Sin embargo, el razonamiento europeo no versaba sobre los productos cárnicos en tanto tales, sino en cuanto a la forma en la que se cría el ganado: con el empleo de hormonas. La UE alegó que el análisis científico resultaba incluso, incapaz de determinar las consecuencias de mediano y largo plazos del consumo de productos sometidos a tratamiento biogenético.

La seguridad de las nuevas tecnologías únicamente puede ser evaluada, sostuvo la UE, a través del tiempo y de la experiencia; en suma, mediante el postulado de un empirismo experimental, lo que presupone conceptualizar el proceso de producción como un peligro o riesgo sanitario. También argumentó que la modificación genética implica un nuevo proceso de producción y exige un tratamiento distinto del que requiere el producto terminado. Este razonamiento plantea problemas conceptuales para el GATT 1947, el GATT 1994 y el MSF que hacen referencia al producto terminado.

El alegato estadunidense iba en el sentido de que ese argumento era un subterfugio proteccionista que impedía el libre mercado y que camuflaba la protección a los ganaderos europeos. La posición era clara, toda vez que el MSF se refiere a estándares, directrices y recomendaciones internacionales que deben tener el soporte de organizaciones internacionales relevantes.

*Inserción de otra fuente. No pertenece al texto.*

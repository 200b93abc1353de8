//! Shared fixtures for unit tests.

use std::sync::atomic::{AtomicUsize, Ordering};
use std::sync::{Arc, Mutex};
use std::time::Duration;

use async_trait::async_trait;
use serde_json::{Map, Value};

use crate::capability::{BackendFailure, Operation, OperationResult};
use crate::observe::{CallEvent, CallSink};

/// Operation that counts its invocations and returns a canned result.
#[derive(Clone)]
pub struct CountingOp {
    calls: Arc<AtomicUsize>,
    seen: Arc<Mutex<Vec<Map<String, Value>>>>,
    result: OperationResult,
    delay: Option<Duration>,
}

impl CountingOp {
    pub fn ok(data: Value) -> Self {
        CountingOp {
            calls: Arc::new(AtomicUsize::new(0)),
            seen: Arc::new(Mutex::new(Vec::new())),
            result: Ok(data),
            delay: None,
        }
    }

    pub fn fail(code: &str, message: &str) -> Self {
        CountingOp {
            result: Err(BackendFailure::with_code(code, message)),
            ..CountingOp::ok(Value::Null)
        }
    }

    pub fn slow(data: Value, delay: Duration) -> Self {
        CountingOp {
            delay: Some(delay),
            ..CountingOp::ok(data)
        }
    }

    pub fn calls(&self) -> usize {
        self.calls.load(Ordering::SeqCst)
    }

    /// Parameters of every invocation, in order.
    pub fn seen(&self) -> Vec<Map<String, Value>> {
        self.seen.lock().unwrap().clone()
    }
}

#[async_trait]
impl Operation for CountingOp {
    async fn call(&self, params: &Map<String, Value>) -> OperationResult {
        self.calls.fetch_add(1, Ordering::SeqCst);
        self.seen.lock().unwrap().push(params.clone());
        if let Some(delay) = self.delay {
            tokio::time::sleep(delay).await;
        }
        self.result.clone()
    }
}

/// Sink that keeps every event for later assertions.
#[derive(Default)]
pub struct RecordingSink {
    events: Mutex<Vec<CallEvent>>,
}

impl RecordingSink {
    pub fn events(&self) -> Vec<CallEvent> {
        self.events.lock().unwrap().clone()
    }
}

impl CallSink for RecordingSink {
    fn record(&self, event: &CallEvent) {
        self.events.lock().unwrap().push(event.clone());
    }
}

Para ello la Agencia Federal de Alimentos y Medicinas (FDA por sus siglas en inglés), junto con el Departamento de Agricultura y una comisión del Congreso, ya habían concluido que el tratamiento hormonal carece de repercusiones, incluso psicológicas, en el ser humano. La comercialización de los productos cárnicos había sido aprobada por la FDA con base en la legislación federal sobre alimentos, medicinas y cosméticos.

La posición estadunidense es diametralmente distinta a la de la UE; para Estados Unidos un producto alimenticio genéticamente modificado requiere del mismo tratamiento que cualquier otro producto, salvo que existan evidencias en sentido adverso. El énfasis reside pues en las características objetivas del producto y no en el proceso de producción.

Estas tesis son un reflejo de la estructura estadunidense, en la que predomina la vertiente crematística del alimento asociada a las innovaciones tecnológicas. La conclusión de Estados Unidos no deja lugar a dudas: el método científico proporciona objetividad y certidumbre a las medidas sanitarias y a la evaluación de riesgos, de las que carecen, en su óptica, las tradiciones y prácticas de los consumidores.

Con el paso del tiempo esta controversia en la UE se complicó, entre otros factores, ante los brotes de encefalopatía espongiforme bovina, conocida como la enfermedad de las vacas locas, uno de cuyos efectos fue la movilización de la opinión pública europea.

La carga de la prueba fue un asunto de gran polémica. En tanto que se afirmaba que quien interponía la reclamación debía probar su dicho –en la especie Estados Unidos, en consonancia con su derecho doméstico, que así lo dispone–, se argumentaba que en la evidente transgresión de la UE a los MSF le asistía a ella la carga de la prueba.

Epílogo

La realidad que traduce el T-MEC es la inhabilidad de los gobiernos para diseñar una política que refleje la tradición y, en ciertos casos, la discrepancia de los consumidores que difieran del comercio en general y del MSF en particular en sus versiones regionales.

La concepción comercial estadunidense, en su versión más nítida, así como sus experiencias en litigios internacionales, tienen su summum en el texto del T-MEC. El precedente de la guerra de la carne y de otras más de tenor similar aunado al texto del T-MEC, auguran tiempos muy difíciles para el país.